The Boys Africa is a foundation that Joseph Ngochi started as a passion to champion the wholesome development of the boy child. Being a young man himself, he felt that there have been a lot of efforts to fight for the rights of girls which in turn has acted as a counter narrative to the needs of a boy. This shouldn’t be the case because every child has the right to develop in a safe and supportive environment regardless of their gender.
As my co-ambassador in the launch of the Generation 2030 report in South Africa, he reminds me of the benefits of reaping a demographic dividend. This means that we need more investments in children. We have to stop complaining and get to work. The results of the 2017 Kenya Certificate of Primary Education were recently released. Like 2016, we see that there were more girls in the top positions as compared to the boys. Is this a cause for alarm? Does it mean that boys are no longer motivated to strive for top positions or does it mean that girls have just realised that they are just as bright and are just working harder and smarter than the boys? This is an emotive subject that can bring different dimensions in determining the reasons. However, the point is that every child is equal and should be empowered.
‘Growing up is a challenge for an adolescent boy. It is clear that most teachers who offer guidance and counselling are female. This makes it difficult to approach them. As the former president of the Kenya Students Council, I felt that I was responsible to change this given the fact that I had an upper hand in terms of influence as compared to my peers,’ he says.
Joseph terms his beginnings as humbling and well rooted. He had a lot of support when he started the organization last year with the Attorney General, Professor Githu Muigai assisting him with the registration process by delegating the duty to the solicitor general Madam Christine Agimba. His advice to young people is to be careful about the company they keep because you are the average of the five people you surround yourself with.
There are three pillars which ground the Boys Africa; Mentorship, empowerment in terms of making interventions that empower the boys. Mentorship is done through charity events by visiting places such as the Kabete Approved School where they got the boys to talk about the challenges they face. It is important to assist the children who have been in conflict with the law so that they can rectify the mistakes they make. His appeal to stakeholders is to rehabilitate such schools and ensure they have proper structures, books and teachers. They have also visited other children homes where they aim to give hope to orphans and abandoned children.
Their tag name, Pamoja Tuvuke Initiative gives young people a launching pad to life. This is where they learn about mindset application and the importance of using life skills. Most millennials have challenges making the right decisions because they lack skills such as assertiveness. Through the initiative, they are given photography and filming skills. This enables young people to understand that they can live off their talent.
On the 25th of November 2017, they had an activity dubbed ng’arisha mtaa where they swept some of the streets in Nairobi. They included Tom Mboya Street, Aga Khan Walk and Moi Avenue. They engage in such activities because it allows young people to be involved in matters that affect them. Young people shouldn’t just sit and wait to be given roles to change their lives. They must create authenticity within themselves and hence they should start being responsible even without positions of influence. Such activities are also important in team building and bonding and further allow them to come together as they give back. Later on, they shared lunch with street boys in Central Park.
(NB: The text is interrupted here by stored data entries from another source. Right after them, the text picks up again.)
//! Tests for the tracker module.

use jiff::civil::{date, Date};
use tempfile::TempDir;

use super::*;
use crate::{
    display::{NOTHING_TO_CANCEL, NO_PLAN, PLAN_CANCELLED},
    error::TrackerError,
    intake::IntakeState,
};

const USER: i64 = 1001;

/// Helper function to create a test tracker pinned to `today`
async fn create_test_tracker(temp_dir: &TempDir, today: Date) -> Tracker {
    TrackerBuilder::new()
        .with_database_path(Some(temp_dir.path().join("test.db")))
        .with_clock(FixedClock(today))
        .build()
        .await
        .expect("Failed to create tracker")
}

async fn send(tracker: &Tracker, text: &str) -> Option<String> {
    tracker
        .handle_message(USER, text)
        .await
        .expect("Failed to handle message")
}

#[tokio::test]
async fn test_intake_walks_through_all_questions() {
    let temp_dir = TempDir::new().expect("Failed to create temp dir");
    let tracker = create_test_tracker(&temp_dir, date(2024, 1, 1)).await;

    assert_eq!(
        send(&tracker, "/plan").await.as_deref(),
        Some("What's your current weight (kg)?")
    );
    assert_eq!(
        send(&tracker, "80").await.as_deref(),
        Some("What's your target weight (kg)?")
    );
    assert_eq!(
        send(&tracker, "75").await.as_deref(),
        Some("In how many weeks do you want to achieve it?")
    );
    assert_eq!(
        send(&tracker, "4").await.as_deref(),
        Some("Plan saved! Target: 75.0 kg. Timeline: 4.0 weeks. Starting today! Goal: lose weight")
    );

    let plan = tracker
        .get_plan(USER)
        .await
        .expect("Failed to get plan")
        .expect("Plan should exist");
    assert_eq!(plan.start_date, date(2024, 1, 1));
    assert_eq!(plan.profile, UserProfile::default());
    assert_eq!(
        tracker.get_weights(USER).await.expect("Failed to get weights"),
        vec![80.0]
    );
    assert_eq!(tracker.intake_state(USER).await, None);
}

#[tokio::test]
async fn test_invalid_values_reprompt_same_question() {
    let temp_dir = TempDir::new().expect("Failed to create temp dir");
    let tracker = create_test_tracker(&temp_dir, date(2024, 1, 1)).await;

    send(&tracker, "/plan").await;
    assert_eq!(
        send(&tracker, "a lot").await.as_deref(),
        Some("What's your current weight (kg)?")
    );
    send(&tracker, "80").await;
    send(&tracker, "75").await;
    assert_eq!(
        send(&tracker, "-1").await.as_deref(),
        Some("In how many weeks do you want to achieve it?")
    );
    assert_eq!(
        tracker.intake_state(USER).await,
        Some(IntakeState::AwaitingDuration)
    );
}

#[tokio::test]
async fn test_infeasible_plan_is_not_persisted() {
    let temp_dir = TempDir::new().expect("Failed to create temp dir");
    let tracker = create_test_tracker(&temp_dir, date(2024, 1, 1)).await;

    send(&tracker, "/plan").await;
    send(&tracker, "80").await;
    send(&tracker, "60").await;
    let reply = send(&tracker, "2").await.expect("Expected a rejection");

    assert!(reply.starts_with("This plan is impossible."));
    assert!(reply.contains("10.00 kg/week"));
    assert!(reply.contains("Minimum safe time: 8.0 weeks"));
    assert!(tracker.get_plan(USER).await.expect("Failed to get plan").is_none());
    assert_eq!(tracker.intake_state(USER).await, None);
}

#[tokio::test]
async fn test_failed_plan_write_keeps_intake_open_for_retry() {
    let temp_dir = TempDir::new().expect("Failed to create temp dir");
    let tracker = create_test_tracker(&temp_dir, date(2024, 1, 1)).await;
    let db_path = temp_dir.path().join("test.db");
    let moved_path = temp_dir.path().join("test.db.moved");

    for text in ["/plan", "80", "75"] {
        send(&tracker, text).await;
    }

    // A directory where the database file should be makes every open fail
    std::fs::rename(&db_path, &moved_path).expect("Failed to move database");
    std::fs::create_dir(&db_path).expect("Failed to create blocking directory");

    let err = tracker
        .handle_message(USER, "4")
        .await
        .expect_err("Plan write should fail");
    assert!(matches!(err, TrackerError::Persistence { .. }));
    assert_eq!(
        tracker.intake_state(USER).await,
        Some(IntakeState::AwaitingDuration)
    );

    std::fs::remove_dir(&db_path).expect("Failed to remove blocking directory");
    std::fs::rename(&moved_path, &db_path).expect("Failed to restore database");

    assert_eq!(
        send(&tracker, "4").await.as_deref(),
        Some("Plan saved! Target: 75.0 kg. Timeline: 4.0 weeks. Starting today! Goal: lose weight")
    );
    assert_eq!(tracker.intake_state(USER).await, None);
    assert_eq!(
        tracker.get_weights(USER).await.expect("Failed to get weights"),
        vec![80.0]
    );
}

#[tokio::test]
async fn test_cancel_discards_intake() {
    let temp_dir = TempDir::new().expect("Failed to create temp dir");
    let tracker = create_test_tracker(&temp_dir, date(2024, 1, 1)).await;

    send(&tracker, "/plan").await;
    send(&tracker, "80").await;
    assert_eq!(send(&tracker, "/cancel").await.as_deref(), Some(PLAN_CANCELLED));
    assert_eq!(tracker.intake_state(USER).await, None);

    // Numbers are weight reports again, and there is still no plan
    assert_eq!(send(&tracker, "75").await.as_deref(), Some(NO_PLAN));
    assert_eq!(
        send(&tracker, "/cancel").await.as_deref(),
        Some(NOTHING_TO_CANCEL)
    );
}

#[tokio::test]
async fn test_plan_command_restarts_open_intake() {
    let temp_dir = TempDir::new().expect("Failed to create temp dir");
    let tracker = create_test_tracker(&temp_dir, date(2024, 1, 1)).await;

    send(&tracker, "/plan").await;
    send(&tracker, "80").await;
    send(&tracker, "75").await;
    assert_eq!(
        send(&tracker, "/start").await.as_deref(),
        Some("What's your current weight (kg)?")
    );
    assert_eq!(
        tracker.intake_state(USER).await,
        Some(IntakeState::AwaitingCurrentWeight)
    );
}

#[tokio::test]
async fn test_report_without_plan_asks_for_one() {
    let temp_dir = TempDir::new().expect("Failed to create temp dir");
    let tracker = create_test_tracker(&temp_dir, date(2024, 1, 1)).await;

    assert_eq!(send(&tracker, "78").await.as_deref(), Some(NO_PLAN));
    assert!(tracker
        .get_weights(USER)
        .await
        .expect("Failed to get weights")
        .is_empty());
}

#[tokio::test]
async fn test_non_numeric_text_and_unknown_commands_are_ignored() {
    let temp_dir = TempDir::new().expect("Failed to create temp dir");
    let tracker = create_test_tracker(&temp_dir, date(2024, 1, 1)).await;

    assert_eq!(send(&tracker, "hello there").await, None);
    assert_eq!(send(&tracker, "/help").await, None);
}

#[tokio::test]
async fn test_first_report_after_plan_has_no_milestone() {
    let temp_dir = TempDir::new().expect("Failed to create temp dir");
    let tracker = create_test_tracker(&temp_dir, date(2024, 1, 1)).await;

    for text in ["/plan", "80", "75", "4"] {
        send(&tracker, text).await;
    }

    let report = tracker
        .record_weight(USER, 80.0)
        .await
        .expect("Failed to record weight");
    assert_eq!(report.milestone_delta, 0.0);
    assert!(!report.milestone_achieved);
    assert_eq!(report.days_remaining, 28);
}

#[tokio::test]
async fn test_goal_completion_clears_history_but_keeps_plan() {
    let temp_dir = TempDir::new().expect("Failed to create temp dir");
    let tracker = create_test_tracker(&temp_dir, date(2024, 1, 1)).await;

    for text in ["/plan", "76", "75", "1"] {
        send(&tracker, text).await;
    }

    let reply = send(&tracker, "75").await.expect("Expected progress reply");
    assert!(reply.contains("Remaining to lose: 0.00 kg."));
    assert!(reply.ends_with("Time to set a new goal with /plan"));
    assert!(tracker
        .get_weights(USER)
        .await
        .expect("Failed to get weights")
        .is_empty());
    assert!(tracker.get_plan(USER).await.expect("Failed to get plan").is_some());

    // A later report against the stale plan starts a fresh history
    let report = tracker
        .record_weight(USER, 74.5)
        .await
        .expect("Failed to record weight");
    assert_eq!(report.milestone_delta, 0.0);
    assert!(report.goal_reached);
}

#[tokio::test]
async fn test_days_left_counts_from_plan_start() {
    let temp_dir = TempDir::new().expect("Failed to create temp dir");
    let tracker = create_test_tracker(&temp_dir, date(2024, 1, 1)).await;
    for text in ["/plan", "80", "75", "4"] {
        send(&tracker, text).await;
    }

    let later = create_test_tracker(&temp_dir, date(2024, 1, 11)).await;
    let reply = later
        .handle_message(USER, "78")
        .await
        .expect("Failed to handle message")
        .expect("Expected progress reply");

    assert_eq!(
        reply,
        "Weight logged: 78.00 kg. Target: 75.00 kg. Days left: 18. Remaining to lose: 3.00 kg.\n\
         Nice work! You lost 2.00 kg since last time!"
    );
}

#[tokio::test]
async fn test_users_have_separate_conversations() {
    let temp_dir = TempDir::new().expect("Failed to create temp dir");
    let tracker = create_test_tracker(&temp_dir, date(2024, 1, 1)).await;

    send(&tracker, "/plan").await;
    let other = tracker
        .handle_message(USER + 1, "80")
        .await
        .expect("Failed to handle message");

    assert_eq!(other.as_deref(), Some(NO_PLAN));
    assert_eq!(
        tracker.intake_state(USER).await,
        Some(IntakeState::AwaitingCurrentWeight)
    );
    assert_eq!(tracker.intake_state(USER + 1).await, None);
}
One would wonder why a father would hold his ten year old son’s hand and let him tag along to Central Park and then leave him there without anyone to provide and protect him. It is important for boys to be educated on how to express themselves. Some of the street children landed there because their parents thought they were intolerant yet they just didn’t know how to express some of the challenges they were facing at home and in school.
‘I rose through the leadership ranks in high school. However, even without a title, I always knew that I was a leader. I started as a class monitor and by the time I left, I was the student president of the Kenya Students Council which has given me an immense privilege to inspire my peers,’ he notes. It is noteworthy that despite his foundation having started off to empower boys, he has members who are girls and this allows him to target all children.
As a captain in school, he had the opportunities to represent his school and the county in debates that involved topics on leadership. Joseph is grateful to his teachers, school and parents for giving him these platforms. As a film production student at the Africa Digital Media Institute, he hopes to use his skill to tell the African story. He wants to film positive stories especially those about boys so that he can retell a counter- narrative that the boy child is heading towards the wrong direction.
His late father was the pillar of his inspiration as Joseph describes. He says that he has always felt obligated to live up to his father’s dream. He was very proud of him and used to introduce him to all his friends. Joseph is determined to work hard and says that he wants to have meaningful impact by the time he is thirty years old.
Joseph wants to use his networks to continue empowering boys. He attributes his current growth to the patron of the foundation, Edward Ndichu, head of digital financial services and mobile payments at Kenya Commercial Bank. He has really encouraged him to take responsibility to empower other boys. Other people who are in the board of trustees of the organization are Pastor Andrew Kariuki of Nairobi Chapel and Joseph Wandai who is an advocate of the high court.